Le vol d’une rai est chose rare car les insulaires ont pour habitude d’exercer un contrôle social mutuel. La plupart des habitants de Yap connaissent les détenteurs des pierres et ont un grand respect pour la propriété d’autrui. D’ailleurs, comment voler incognito une pierre de 15 tonnes?

Source: Lautz, Th.,Steinreich in der Südsee. Traditionelle Zahlungsmittel in Mikronesien, Cologne, 1999

L’or de la réserve fédérale de New York

L’or était rangé dans de grands compartiments d’environ trois mètres de large, trois mètres de haut et six mètres de profondeur. Les piles de briquettes d’or emplissaient

les espaces jusqu’au plafond, chaque brique étant approximativement de la taille de trois grands bâtons de sucre d’orge. Elles pesaient une douzaine de kilos chacune et valaient, en ces temps-là, quatorze mille dollars. En 1940, cela faisait six ans que l’or valait officiellement trente-cinq dollars l’once. Avec cette valorisation il y avait entassés là 2 milliards de dollars, une somme suffisante à l’époque pour acheter la production totale de biens et de services des États-Unis pendant quatre jours. Elle tenait, néanmoins, dans un petit volume sécurisé, blotti cinq étages sous la circulation des rues de New York. Contempler plus de cent mille lingots d’or empilés jusqu’au plafond et brillant sous la lumière des ampoules électriques était une expérience à la fois glaçante et inoubliable.

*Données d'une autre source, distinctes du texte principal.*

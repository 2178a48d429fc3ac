//! In-memory object store
//!
//! A process-local backend with S3-like listing semantics: keys are
//! returned in lexical order, pages are capped by `max_keys` (or a default
//! page size), and the continuation marker is the last key of a page.
//! Used for tests and for running the HTTP boundary without a backend.

use std::collections::{BTreeMap, HashMap, HashSet};
use std::io::Cursor;
use std::ops::Bound;
use std::sync::Arc;

use async_trait::async_trait;
use tokio::sync::RwLock;

use crate::credentials::Credentials;
use crate::error::Result;
use crate::traits::{
    ClientFactory, ListPage, ListRequest, ObjectBody, ObjectStore, ObjectSummary, Reply,
    STATUS_NO_CONTENT,
};

/// Page size used when a listing does not set `max_keys`
pub const DEFAULT_PAGE_SIZE: usize = 1000;

const STATUS_NOT_FOUND: u16 = 404;
const STATUS_INTERNAL_ERROR: u16 = 500;

#[derive(Debug, Default)]
struct State {
    buckets: HashMap<String, BTreeMap<String, Vec<u8>>>,
    failing_deletes: HashSet<String>,
}

/// Shared in-memory object store; clones see the same objects
#[derive(Debug, Clone)]
pub struct MemoryStore {
    state: Arc<RwLock<State>>,
    page_size: usize,
}

impl Default for MemoryStore {
    fn default() -> Self {
        Self::new()
    }
}

impl MemoryStore {
    /// Create an empty store with the default page size
    pub fn new() -> Self {
        Self::with_page_size(DEFAULT_PAGE_SIZE)
    }

    /// Create an empty store whose listings default to `page_size` keys
    pub fn with_page_size(page_size: usize) -> Self {
        Self {
            state: Arc::new(RwLock::new(State::default())),
            page_size: page_size.max(1),
        }
    }

    /// Make every delete of `key` answer with a server error
    pub async fn fail_deletes_of(&self, key: impl Into<String>) {
        self.state.write().await.failing_deletes.insert(key.into());
    }

    /// Number of objects stored in `bucket`
    pub async fn len(&self, bucket: &str) -> usize {
        self.state
            .read()
            .await
            .buckets
            .get(bucket)
            .map_or(0, BTreeMap::len)
    }

    /// Whether `bucket` holds no objects
    pub async fn is_empty(&self, bucket: &str) -> bool {
        self.len(bucket).await == 0
    }
}

#[async_trait]
impl ObjectStore for MemoryStore {
    async fn put_object(&self, bucket: &str, key: &str, body: Vec<u8>) -> Result<Reply<()>> {
        let mut state = self.state.write().await;
        state
            .buckets
            .entry(bucket.to_string())
            .or_default()
            .insert(key.to_string(), body);
        Ok(Reply::ok(()))
    }

    async fn get_object(&self, bucket: &str, key: &str) -> Result<Reply<ObjectBody>> {
        let state = self.state.read().await;
        let reply = match state.buckets.get(bucket).and_then(|b| b.get(key)) {
            Some(data) => Reply::ok(Box::new(Cursor::new(data.clone())) as ObjectBody),
            None => Reply::with_status(
                STATUS_NOT_FOUND,
                Box::new(Cursor::new(Vec::new())) as ObjectBody,
            ),
        };
        Ok(reply)
    }

    async fn delete_object(&self, bucket: &str, key: &str) -> Result<Reply<()>> {
        let mut state = self.state.write().await;
        if state.failing_deletes.contains(key) {
            return Ok(Reply::with_status(STATUS_INTERNAL_ERROR, ()));
        }

        // Deleting a missing key succeeds, as on S3
        if let Some(objects) = state.buckets.get_mut(bucket) {
            objects.remove(key);
        }
        Ok(Reply::with_status(STATUS_NO_CONTENT, ()))
    }

    async fn list_objects(&self, bucket: &str, request: ListRequest) -> Result<Reply<ListPage>> {
        let state = self.state.read().await;
        let Some(objects) = state.buckets.get(bucket) else {
            return Ok(Reply::ok(ListPage::default()));
        };

        let page_size = request
            .max_keys
            .and_then(|max| usize::try_from(max).ok())
            .filter(|max| *max > 0)
            .unwrap_or(self.page_size);

        let start = match &request.continuation_token {
            Some(token) => Bound::Excluded(token.clone()),
            None => Bound::Included(request.prefix.clone()),
        };

        let mut matching = objects
            .range((start, Bound::Unbounded))
            .take_while(|(key, _)| key.starts_with(&request.prefix))
            .map(|(key, data)| ObjectSummary::with_size(key.clone(), data.len() as i64));

        let items: Vec<ObjectSummary> = matching.by_ref().take(page_size).collect();
        let truncated = matching.next().is_some();
        let continuation_token = if truncated {
            items.last().map(|o| o.key.clone())
        } else {
            None
        };

        Ok(Reply::ok(ListPage {
            items,
            truncated,
            continuation_token,
        }))
    }
}

/// Hands out handles to one shared [`MemoryStore`]
#[derive(Debug, Clone, Default)]
pub struct MemoryClientFactory {
    store: MemoryStore,
}

impl MemoryClientFactory {
    /// Create a factory over `store`
    pub fn new(store: MemoryStore) -> Self {
        Self { store }
    }

    /// The shared store
    pub fn store(&self) -> &MemoryStore {
        &self.store
    }
}

#[async_trait]
impl ClientFactory for MemoryClientFactory {
    async fn connect(&self, _credentials: &Credentials) -> Result<Box<dyn ObjectStore>> {
        Ok(Box::new(self.store.clone()))
    }
}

Cet or n’appartenait pas aux États-Unis. Il appartenait à la France, à l’Angleterre, à la Suisse et à beaucoup d’autres pays. Depuis longtemps, ces pays conservaient une partie de leurs avoirs officiels en or à la banque de réserve fédérale de New York, à la fois dans un souci de sécurité et par commodité. Chaque barre ainsi consignée portait le poinçon de son propriétaire ou un quelconque autre signe d’identification. Ce procédé de marquage s’appelle en anglais “earmarking”, une expression qui fait sans doute référence à la méthode utilisée autrefois pour indiquer l’appartenance des animaux de troupeaux. Ce marquage évitait à chaque nation les soucis et les dépenses liés au transport de l’or d’un pays à l’autre (surtout s’il fallait traverser un océan) quand, pour une raison ou pour une autre, l’or changeait de propriétaire. Si par exemple l’Angleterre devait payer de l’or à la France, un employé de la Réserve fédérale arrivait simplement avec un chariot devant le compartiment de l’Angleterre, chargeait les lingots, les transportait jusqu’au compartiment de la France, changeait les signes sur les lingots d’or et notait le changement dans un livre.

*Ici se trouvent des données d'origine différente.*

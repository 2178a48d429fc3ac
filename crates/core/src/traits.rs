//! ObjectStore and ClientFactory trait definitions
//!
//! These traits are the seam between the storage proxy and a concrete
//! object-storage SDK. They allow the proxy to be tested against mocks
//! and the in-memory backend.

use async_trait::async_trait;
use serde::{Deserialize, Serialize};

use crate::credentials::Credentials;
use crate::error::Result;

/// HTTP status a backend uses for a successful read, write or listing
pub const STATUS_OK: u16 = 200;

/// HTTP status a backend may use for a successful delete
pub const STATUS_NO_CONTENT: u16 = 204;

/// Object payload stream returned by a read
///
/// The stream is owned by the caller and released when dropped.
pub type ObjectBody = Box<dyn tokio::io::AsyncRead + Send + Unpin>;

/// Listing metadata for a stored item
#[derive(Debug, Clone, PartialEq, Eq, Serialize, Deserialize)]
pub struct ObjectSummary {
    /// Object key
    pub key: String,

    /// Size in bytes
    #[serde(default, skip_serializing_if = "Option::is_none")]
    pub size_bytes: Option<i64>,

    /// Human-readable size
    #[serde(default, skip_serializing_if = "Option::is_none")]
    pub size_human: Option<String>,

    /// Last modified timestamp
    #[serde(default, skip_serializing_if = "Option::is_none")]
    pub last_modified: Option<jiff::Timestamp>,

    /// ETag
    #[serde(default, skip_serializing_if = "Option::is_none")]
    pub etag: Option<String>,

    /// Storage class
    #[serde(default, skip_serializing_if = "Option::is_none")]
    pub storage_class: Option<String>,
}

impl ObjectSummary {
    /// Create a summary carrying only a key
    pub fn new(key: impl Into<String>) -> Self {
        Self {
            key: key.into(),
            size_bytes: None,
            size_human: None,
            last_modified: None,
            etag: None,
            storage_class: None,
        }
    }

    /// Create a summary with a known size
    pub fn with_size(key: impl Into<String>, size: i64) -> Self {
        Self {
            size_bytes: Some(size),
            size_human: Some(humansize::format_size(size.max(0) as u64, humansize::BINARY)),
            ..Self::new(key)
        }
    }
}

/// Caller-facing list query
#[derive(Debug, Clone, PartialEq, Eq, Serialize, Deserialize)]
pub struct ListQuery {
    /// Key prefix; empty matches every key
    pub prefix: String,

    /// Upper bound used to stop paginating
    #[serde(default)]
    pub limit: usize,
}

/// One backend listing request
#[derive(Debug, Clone, Default, PartialEq, Eq)]
pub struct ListRequest {
    /// Prefix to filter by
    pub prefix: String,

    /// Maximum number of keys per page; `None` uses the backend default
    pub max_keys: Option<i32>,

    /// Continuation marker from the previous page
    pub continuation_token: Option<String>,
}

/// One page of a listing
#[derive(Debug, Clone, Default, PartialEq, Eq)]
pub struct ListPage {
    /// Objects on this page
    pub items: Vec<ObjectSummary>,

    /// Whether more objects exist beyond this page
    pub truncated: bool,

    /// Marker for requesting the next page
    pub continuation_token: Option<String>,
}

/// A backend response together with the status it was delivered with
#[derive(Debug)]
pub struct Reply<T> {
    /// HTTP status code
    pub status: u16,

    /// Response payload
    pub body: T,
}

impl<T> Reply<T> {
    /// Create a reply with status 200
    pub fn ok(body: T) -> Self {
        Self {
            status: STATUS_OK,
            body,
        }
    }

    /// Create a reply with an explicit status
    pub fn with_status(status: u16, body: T) -> Self {
        Self { status, body }
    }
}

/// Trait for object-storage operations used by the proxy
///
/// `Ok` means the backend answered (with any status); `Err` means the call
/// raised a service or transport exception.
#[cfg_attr(test, mockall::automock)]
#[async_trait]
pub trait ObjectStore: Send + Sync {
    /// Write an object, replacing any existing one
    async fn put_object(&self, bucket: &str, key: &str, body: Vec<u8>) -> Result<Reply<()>>;

    /// Open an object for reading
    async fn get_object(&self, bucket: &str, key: &str) -> Result<Reply<ObjectBody>>;

    /// Delete one object
    async fn delete_object(&self, bucket: &str, key: &str) -> Result<Reply<()>>;

    /// Fetch one page of a listing
    async fn list_objects(&self, bucket: &str, request: ListRequest) -> Result<Reply<ListPage>>;
}

/// Builds a client scoped to a single proxy operation
#[cfg_attr(test, mockall::automock)]
#[async_trait]
pub trait ClientFactory: Send + Sync {
    /// Construct a client bound to the given credentials and region
    ///
    /// Fails with [`crate::Error::Config`] when the region is unknown.
    async fn connect(&self, credentials: &Credentials) -> Result<Box<dyn ObjectStore>>;
}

J’avais décroché un job dans le service de documentation de la banque de réserve fédérale de New York, au coeur du quartier financier. Un jour, pour me faire une faveur, mon chef m’emmena voir l’or qui était conservé dans les chambres fortes et aseptisées de la banque, cinq étages sous terre. Elles étaient creusées profondément dans la roche afin de décourager les cambrioleurs de construire un tunnel d’accès. On pénétrait dans l’espace sécurisé par de lourdes portes cylindriques en acier inoxydables, étanches à l’eau et à l’air, qui se dévérouillaient automatiquement à neuf heures du matin pour se verrouiller automatiquement à cinq heures du soir. Un panier à provisions était placé à l’intérieur, juste après l’entrée, avec des sandwiches frais, renouvelés quotidiennement, à l’intention des employés malchanceux qui se seraient retrouvés enfermés une fois les portes automatiquement verrouillées à la fin de la journée. Un peu plus loin, il y avait une balance pour peser l’or. Elle était si sensible qu’un petit pois la mettait en mouvement. Avec l’or, même la poussière compte.

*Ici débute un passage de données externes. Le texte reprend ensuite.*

//! Outcome reporting
//!
//! Every backend reply and failure passes through here. Recoverable
//! failures are logged with an operation-specific message and collapsed
//! into an empty result; configuration errors are passed on untouched.

use std::fmt;

use crate::error::{Error, ErrorKind, Result};

/// The proxy operation a report belongs to
#[derive(Debug, Clone, Copy, PartialEq, Eq)]
pub enum Operation {
    Put,
    Get,
    Delete,
    List,
    Clear,
}

impl Operation {
    /// Stable name used as a log field
    pub const fn name(self) -> &'static str {
        match self {
            Self::Put => "put",
            Self::Get => "get",
            Self::Delete => "delete",
            Self::List => "list",
            Self::Clear => "clear",
        }
    }

    /// What the operation was doing, for failure messages
    pub const fn activity(self) -> &'static str {
        match self {
            Self::Put => "writing an object",
            Self::Get => "reading an object",
            Self::Delete => "deleting an object",
            Self::List => "listing objects",
            Self::Clear => "deleting objects by prefix",
        }
    }
}

impl fmt::Display for Operation {
    fn fmt(&self, f: &mut fmt::Formatter<'_>) -> fmt::Result {
        f.write_str(self.name())
    }
}

fn log_accepted(op: Operation, status: u16) {
    tracing::info!(operation = %op, status, "Status code {status} for S3 request");
}

/// Log a backend status and tell whether it is one of the accepted ones
///
/// Used where a rejected status is handled in place rather than returned.
pub fn report_status(op: Operation, status: u16, accepted: &[u16]) -> bool {
    if accepted.contains(&status) {
        log_accepted(op, status);
        true
    } else {
        tracing::error!(operation = %op, status, "Status code {status} for S3 request");
        false
    }
}

/// Turn a non-accepted status into an error so it can travel with `?`
///
/// The rejection is logged once, by [`absorb`], when the error is collapsed.
pub fn ensure_status(op: Operation, status: u16, accepted: &[u16]) -> Result<()> {
    if accepted.contains(&status) {
        log_accepted(op, status);
        Ok(())
    } else {
        Err(Error::Status {
            status,
            message: format!("unexpected reply when {}", op.activity()),
        })
    }
}

/// Collapse a recoverable failure into `None`
///
/// Configuration errors propagate.
pub fn absorb<T>(op: Operation, result: Result<T>) -> Result<Option<T>> {
    match result {
        Ok(value) => Ok(Some(value)),
        Err(e) => match e.kind() {
            ErrorKind::Config => Err(e),
            ErrorKind::Validation => {
                tracing::warn!(operation = %op, error = %e, "Rejected request");
                Ok(None)
            }
            ErrorKind::Status | ErrorKind::Transport => {
                tracing::error!(
                    operation = %op,
                    error = %e,
                    "Error encountered when {}",
                    op.activity()
                );
                Ok(None)
            }
        },
    }
}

Ces déplacements de quelques mètres, d’un compartiment à l’autre, correspondaient souvent à des bouleversements considérables dans la répartition des richesses entre pays, avec des répercussions profondes sur le niveau de vie des populations. Pourtant, les citoyens de chaque pays ne voyaient jamais l’or de leurs gouvernements. Si tout cet or, par exemple, avait été englouti dans l’Hudson et que l’on ait continué à tenir les livres de comptes de la même manière qu’auparavant, les conséquences économiques et financières pour chaque nation eussent été exactement les mêmes et tout aussi profondes que quand l’or était déplacé physiquement d’un compartiment à un autre.